RECORDS TO PROCESS:
# # #

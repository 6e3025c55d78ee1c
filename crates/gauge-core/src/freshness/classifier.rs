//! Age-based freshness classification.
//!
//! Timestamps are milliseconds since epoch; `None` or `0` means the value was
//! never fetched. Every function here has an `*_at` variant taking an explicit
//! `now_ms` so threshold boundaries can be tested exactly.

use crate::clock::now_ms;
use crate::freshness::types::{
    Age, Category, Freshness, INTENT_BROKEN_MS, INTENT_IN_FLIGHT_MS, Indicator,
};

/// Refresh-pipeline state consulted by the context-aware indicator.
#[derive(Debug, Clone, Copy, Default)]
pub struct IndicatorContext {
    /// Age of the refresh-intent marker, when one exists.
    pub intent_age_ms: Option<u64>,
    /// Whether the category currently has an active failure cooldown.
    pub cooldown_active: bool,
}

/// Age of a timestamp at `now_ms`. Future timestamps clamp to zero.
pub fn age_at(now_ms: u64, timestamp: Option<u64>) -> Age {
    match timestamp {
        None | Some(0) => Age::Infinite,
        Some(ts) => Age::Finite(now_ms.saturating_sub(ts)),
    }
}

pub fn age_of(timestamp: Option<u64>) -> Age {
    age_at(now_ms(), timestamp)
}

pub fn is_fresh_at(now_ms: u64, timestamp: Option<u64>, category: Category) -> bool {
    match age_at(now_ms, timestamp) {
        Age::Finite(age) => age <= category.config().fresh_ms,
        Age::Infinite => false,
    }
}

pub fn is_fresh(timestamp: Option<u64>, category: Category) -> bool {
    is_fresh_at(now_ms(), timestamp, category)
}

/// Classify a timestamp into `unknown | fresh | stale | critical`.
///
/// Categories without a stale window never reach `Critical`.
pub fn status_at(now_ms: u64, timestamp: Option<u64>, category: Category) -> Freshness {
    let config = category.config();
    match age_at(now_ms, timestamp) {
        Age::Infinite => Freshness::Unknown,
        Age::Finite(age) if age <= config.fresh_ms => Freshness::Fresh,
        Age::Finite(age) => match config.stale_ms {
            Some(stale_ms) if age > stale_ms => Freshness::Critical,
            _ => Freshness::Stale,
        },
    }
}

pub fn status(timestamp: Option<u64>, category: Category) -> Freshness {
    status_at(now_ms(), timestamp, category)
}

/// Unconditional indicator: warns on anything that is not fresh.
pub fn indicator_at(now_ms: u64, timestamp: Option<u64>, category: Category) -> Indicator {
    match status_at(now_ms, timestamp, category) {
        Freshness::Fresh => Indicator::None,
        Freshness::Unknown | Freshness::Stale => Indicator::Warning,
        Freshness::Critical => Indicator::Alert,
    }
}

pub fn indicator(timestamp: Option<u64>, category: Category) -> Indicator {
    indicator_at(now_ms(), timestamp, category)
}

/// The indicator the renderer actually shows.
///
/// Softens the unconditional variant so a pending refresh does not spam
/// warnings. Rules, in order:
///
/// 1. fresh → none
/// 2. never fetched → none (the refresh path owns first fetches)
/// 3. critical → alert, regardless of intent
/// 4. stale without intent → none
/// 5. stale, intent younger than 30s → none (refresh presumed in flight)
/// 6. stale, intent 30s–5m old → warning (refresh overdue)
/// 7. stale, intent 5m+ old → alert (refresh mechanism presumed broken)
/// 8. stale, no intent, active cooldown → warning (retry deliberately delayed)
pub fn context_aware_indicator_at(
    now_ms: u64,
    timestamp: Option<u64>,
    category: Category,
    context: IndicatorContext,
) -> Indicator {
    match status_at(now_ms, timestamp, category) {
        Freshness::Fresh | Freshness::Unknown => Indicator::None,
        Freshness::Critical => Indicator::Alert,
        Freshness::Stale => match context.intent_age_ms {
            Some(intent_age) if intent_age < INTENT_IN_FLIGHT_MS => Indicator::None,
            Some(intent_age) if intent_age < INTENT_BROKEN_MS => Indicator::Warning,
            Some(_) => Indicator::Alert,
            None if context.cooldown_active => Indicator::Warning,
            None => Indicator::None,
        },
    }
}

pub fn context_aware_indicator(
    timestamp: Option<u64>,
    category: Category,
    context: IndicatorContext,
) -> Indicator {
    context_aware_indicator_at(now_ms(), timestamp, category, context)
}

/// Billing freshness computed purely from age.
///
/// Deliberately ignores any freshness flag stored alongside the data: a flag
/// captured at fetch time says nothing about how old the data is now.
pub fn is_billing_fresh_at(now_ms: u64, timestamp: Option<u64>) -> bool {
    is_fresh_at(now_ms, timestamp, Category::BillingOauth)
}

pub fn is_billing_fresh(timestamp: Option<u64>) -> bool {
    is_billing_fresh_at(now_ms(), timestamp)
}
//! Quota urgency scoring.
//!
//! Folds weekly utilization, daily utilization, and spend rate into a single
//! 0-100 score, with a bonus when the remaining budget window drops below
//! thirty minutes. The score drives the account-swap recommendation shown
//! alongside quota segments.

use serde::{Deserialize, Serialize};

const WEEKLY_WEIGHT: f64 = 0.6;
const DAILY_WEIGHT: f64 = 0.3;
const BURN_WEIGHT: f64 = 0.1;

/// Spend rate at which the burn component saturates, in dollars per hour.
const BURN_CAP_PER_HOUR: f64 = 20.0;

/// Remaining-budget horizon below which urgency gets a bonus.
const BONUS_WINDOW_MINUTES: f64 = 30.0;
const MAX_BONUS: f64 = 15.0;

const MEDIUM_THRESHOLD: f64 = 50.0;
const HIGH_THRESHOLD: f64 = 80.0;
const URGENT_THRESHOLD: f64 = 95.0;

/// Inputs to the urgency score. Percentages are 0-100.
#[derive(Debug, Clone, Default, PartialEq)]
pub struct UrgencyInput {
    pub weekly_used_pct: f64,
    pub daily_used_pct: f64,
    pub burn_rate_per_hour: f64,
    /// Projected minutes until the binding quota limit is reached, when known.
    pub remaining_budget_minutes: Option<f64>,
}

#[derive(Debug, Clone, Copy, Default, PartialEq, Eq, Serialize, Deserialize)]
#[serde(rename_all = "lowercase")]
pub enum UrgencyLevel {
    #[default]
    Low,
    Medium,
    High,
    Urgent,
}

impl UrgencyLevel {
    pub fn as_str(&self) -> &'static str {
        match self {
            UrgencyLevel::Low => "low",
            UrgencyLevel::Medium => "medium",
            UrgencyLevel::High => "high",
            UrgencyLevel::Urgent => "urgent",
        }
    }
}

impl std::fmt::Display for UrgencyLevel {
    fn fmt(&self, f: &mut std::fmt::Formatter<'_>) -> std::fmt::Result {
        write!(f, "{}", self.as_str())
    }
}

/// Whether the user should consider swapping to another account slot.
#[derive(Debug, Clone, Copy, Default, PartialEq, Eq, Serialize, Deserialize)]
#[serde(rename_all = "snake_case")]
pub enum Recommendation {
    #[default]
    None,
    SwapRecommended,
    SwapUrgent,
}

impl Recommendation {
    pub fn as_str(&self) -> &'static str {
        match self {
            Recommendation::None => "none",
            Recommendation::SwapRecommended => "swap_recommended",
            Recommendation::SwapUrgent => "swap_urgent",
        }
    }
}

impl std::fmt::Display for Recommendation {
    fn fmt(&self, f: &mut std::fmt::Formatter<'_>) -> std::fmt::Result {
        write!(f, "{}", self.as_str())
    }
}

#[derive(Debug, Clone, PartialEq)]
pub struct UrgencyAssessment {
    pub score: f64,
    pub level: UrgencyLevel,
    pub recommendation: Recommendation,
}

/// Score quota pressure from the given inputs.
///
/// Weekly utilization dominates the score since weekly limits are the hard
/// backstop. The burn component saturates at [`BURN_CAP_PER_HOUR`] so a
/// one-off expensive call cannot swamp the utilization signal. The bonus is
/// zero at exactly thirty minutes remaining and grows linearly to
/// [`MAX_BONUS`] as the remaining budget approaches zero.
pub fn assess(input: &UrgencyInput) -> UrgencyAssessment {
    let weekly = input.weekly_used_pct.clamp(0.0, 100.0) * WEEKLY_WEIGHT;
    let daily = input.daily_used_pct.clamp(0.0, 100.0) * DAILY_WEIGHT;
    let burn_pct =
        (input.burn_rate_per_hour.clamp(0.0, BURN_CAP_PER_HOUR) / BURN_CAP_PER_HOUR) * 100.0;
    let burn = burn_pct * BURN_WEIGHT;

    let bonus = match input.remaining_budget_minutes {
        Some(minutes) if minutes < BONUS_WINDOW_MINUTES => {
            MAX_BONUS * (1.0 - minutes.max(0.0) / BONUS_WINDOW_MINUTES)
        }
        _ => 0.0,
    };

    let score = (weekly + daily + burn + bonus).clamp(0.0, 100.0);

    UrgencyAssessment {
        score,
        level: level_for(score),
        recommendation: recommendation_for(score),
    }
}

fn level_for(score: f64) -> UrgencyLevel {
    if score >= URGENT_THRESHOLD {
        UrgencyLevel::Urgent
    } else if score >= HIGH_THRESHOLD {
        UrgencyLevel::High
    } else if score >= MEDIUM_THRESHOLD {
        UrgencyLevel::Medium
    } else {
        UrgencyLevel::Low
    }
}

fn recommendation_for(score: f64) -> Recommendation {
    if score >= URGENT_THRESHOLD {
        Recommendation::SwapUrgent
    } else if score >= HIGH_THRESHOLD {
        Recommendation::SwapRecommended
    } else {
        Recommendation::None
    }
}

# # #

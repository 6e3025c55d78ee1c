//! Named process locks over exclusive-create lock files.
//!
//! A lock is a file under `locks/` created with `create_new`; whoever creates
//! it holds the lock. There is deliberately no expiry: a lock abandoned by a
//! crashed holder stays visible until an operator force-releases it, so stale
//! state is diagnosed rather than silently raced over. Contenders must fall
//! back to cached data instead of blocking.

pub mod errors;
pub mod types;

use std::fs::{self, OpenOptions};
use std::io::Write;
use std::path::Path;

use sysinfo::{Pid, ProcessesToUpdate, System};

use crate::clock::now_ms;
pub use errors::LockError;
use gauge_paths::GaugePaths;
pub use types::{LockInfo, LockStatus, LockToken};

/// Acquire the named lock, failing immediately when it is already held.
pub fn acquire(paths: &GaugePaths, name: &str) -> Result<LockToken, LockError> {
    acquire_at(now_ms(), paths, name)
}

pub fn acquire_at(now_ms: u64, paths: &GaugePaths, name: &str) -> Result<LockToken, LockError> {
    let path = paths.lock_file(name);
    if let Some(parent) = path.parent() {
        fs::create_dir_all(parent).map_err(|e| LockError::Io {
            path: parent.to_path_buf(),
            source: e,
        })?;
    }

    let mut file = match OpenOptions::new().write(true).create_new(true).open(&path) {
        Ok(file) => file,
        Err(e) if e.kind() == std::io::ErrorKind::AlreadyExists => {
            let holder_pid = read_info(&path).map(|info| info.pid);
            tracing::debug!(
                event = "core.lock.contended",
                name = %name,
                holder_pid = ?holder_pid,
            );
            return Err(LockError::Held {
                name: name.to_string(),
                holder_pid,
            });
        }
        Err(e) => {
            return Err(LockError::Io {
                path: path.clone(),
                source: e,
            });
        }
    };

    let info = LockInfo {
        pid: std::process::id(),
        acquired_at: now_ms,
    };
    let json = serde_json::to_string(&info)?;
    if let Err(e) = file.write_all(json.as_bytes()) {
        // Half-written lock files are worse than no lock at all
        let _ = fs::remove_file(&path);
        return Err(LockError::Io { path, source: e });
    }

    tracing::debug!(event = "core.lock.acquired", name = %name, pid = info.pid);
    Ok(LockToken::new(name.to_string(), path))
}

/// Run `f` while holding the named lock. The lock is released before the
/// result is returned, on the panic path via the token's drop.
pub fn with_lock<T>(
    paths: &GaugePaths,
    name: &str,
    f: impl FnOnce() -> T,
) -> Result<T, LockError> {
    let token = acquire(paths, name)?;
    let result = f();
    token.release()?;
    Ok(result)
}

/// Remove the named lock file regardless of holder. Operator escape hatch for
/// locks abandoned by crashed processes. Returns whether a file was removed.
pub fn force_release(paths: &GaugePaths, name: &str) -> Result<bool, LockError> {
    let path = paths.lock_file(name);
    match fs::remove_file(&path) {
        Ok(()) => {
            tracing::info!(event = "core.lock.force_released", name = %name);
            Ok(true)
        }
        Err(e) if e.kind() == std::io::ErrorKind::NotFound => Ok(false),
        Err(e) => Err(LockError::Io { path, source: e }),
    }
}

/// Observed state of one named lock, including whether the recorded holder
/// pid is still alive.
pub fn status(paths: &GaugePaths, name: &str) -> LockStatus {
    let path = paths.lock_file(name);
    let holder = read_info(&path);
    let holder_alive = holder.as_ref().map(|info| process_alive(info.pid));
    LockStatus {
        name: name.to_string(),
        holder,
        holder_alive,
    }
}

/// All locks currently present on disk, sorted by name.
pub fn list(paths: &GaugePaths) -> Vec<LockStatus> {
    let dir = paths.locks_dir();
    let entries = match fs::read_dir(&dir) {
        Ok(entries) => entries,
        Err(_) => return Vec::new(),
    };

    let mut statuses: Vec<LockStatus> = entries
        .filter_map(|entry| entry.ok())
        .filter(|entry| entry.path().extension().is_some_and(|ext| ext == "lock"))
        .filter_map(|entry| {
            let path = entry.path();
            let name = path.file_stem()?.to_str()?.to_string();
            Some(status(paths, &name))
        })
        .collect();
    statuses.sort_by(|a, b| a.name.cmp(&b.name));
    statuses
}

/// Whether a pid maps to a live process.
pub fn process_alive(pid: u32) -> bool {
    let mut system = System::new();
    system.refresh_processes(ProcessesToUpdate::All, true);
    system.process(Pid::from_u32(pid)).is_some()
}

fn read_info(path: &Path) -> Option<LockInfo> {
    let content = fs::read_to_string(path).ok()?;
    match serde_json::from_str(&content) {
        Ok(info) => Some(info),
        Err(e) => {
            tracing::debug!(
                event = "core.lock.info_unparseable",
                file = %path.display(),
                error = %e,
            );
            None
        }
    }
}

# # #

WORK INSTRUCTIONS: Reproduce word for word the material above, starting with the line that has "gets a bonus." and stopping after the line that has "const URGENT_THRESHOLD: f64 = 95.0;".

REPLY TO THE TASK:
/// Remaining-budget horizon below which urgency gets a bonus.
const BONUS_WINDOW_MINUTES: f64 = 30.0;
const MAX_BONUS: f64 = 15.0;

const MEDIUM_THRESHOLD: f64 = 50.0;
const HIGH_THRESHOLD: f64 = 80.0;
const URGENT_THRESHOLD: f64 = 95.0;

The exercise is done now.